(probability) Stuck on a proof in Grinstead and Snell This is probably (no pun intended) very simple, but it has fooled me. On page 294 of Grinstead and Snell's book on probability they derive the pdf of X+Y where both X and Y have the standard normal distribution. The step in the proof that stops me is from: $$\frac{1}{2\pi} \int_{-\infty}^{+\infty} exp(\frac{-(z-y)^2}{2})\;exp(\frac{-y^2}{2})\;dy $$ to 
$$\frac{1}{2\pi}\;exp(\frac{-z^2}{4}) \int_{-\infty}^{+\infty} exp(-(y-z/2)^2)\;\;dy $$
(I have reproduced the second integral exactly as in the book). 

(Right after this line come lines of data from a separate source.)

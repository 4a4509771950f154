/// Converts an interpreter index into an offset into a sequence of length
/// `len`.
///
/// ## Returns
/// - `Some(usize)`: The offset, if `0 <= index < len`.
/// - `None`: If the index is negative or past the end.
///
/// ## Example
/// ```
/// use mexpr::util::num::checked_offset;
///
/// assert_eq!(checked_offset(1, 3), Some(1));
/// assert_eq!(checked_offset(3, 3), None);
/// assert_eq!(checked_offset(-1, 3), None);
/// ```
#[must_use]
pub fn checked_offset(index: i64, len: usize) -> Option<usize> {
    usize::try_from(index).ok().filter(|offset| *offset < len)
}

There are lots of questions around this topic, and proofs for where the distribution is not standard (these befuddle me even more). It's obviously a very simple step but I am self-taught in maths and there are lots of very basic gaps in what I know!
 A: Suppose $X,Y \sim N(0,1)$ and $Z=X+Y$, and let the corresponding densities be $f_X,f_Y,f_Z$. Then
$$
\begin{align*}
f_Z(z) &= \int_{-\infty}^\infty f_X(z-y) f_Y(y) \, dy \\ &=
\int_{-\infty}^\infty \frac{1}{2\pi} \exp \left(-\frac{(z-y)^2}{2}\right) \exp \left(-\frac{y^2}{2}\right) \, dy \\ &=
\frac{1}{2\pi} \exp \left(-\frac{z^2}{4}\right) \int_{-\infty}^\infty \exp -\left(y - \frac{z}{2}\right)^2 \, dy \\ &=
\frac{1}{2\pi} \exp \left(-\frac{z^2}{4}\right) \int_{-\infty}^\infty \exp -y^2 \, dy \\ &= \frac{1}{2\sqrt{\pi}} \exp \left(-\frac{z^2}{4}\right).
\end{align*}
$$
The third step uses
$$
(z-y)^2 + y^2 = z^2 - 2yz + 2y^2 = \frac{z^2}{2} + \frac{z^2-4yz+4y^2}{2} = \frac{z^2}{2} + \frac{(2y-z)^2}{2}.
$$
After division by $2$, we get
$$
\frac{(z-y)^2}{2} + \frac{y^2}{2} = \frac{z^2}{4} + \frac{(2y-z)^2}{4} = \frac{z^2}{4} + \left(y-\frac{z}{2}\right)^2.
$$
A: $\quad\exp(-(z-y)^2/2)\exp(-y^2/2) 
\\ = \exp(-((z-y)^2+y^2)/2) 
\\ = \exp(-(z^2-2yz+2y^2)/2)
\\ = \exp(-z^2/4)\exp(-(z^2/4-yz+y^2))
\\ = \exp(-z^2/4)\exp(-(y-z/2)^2)$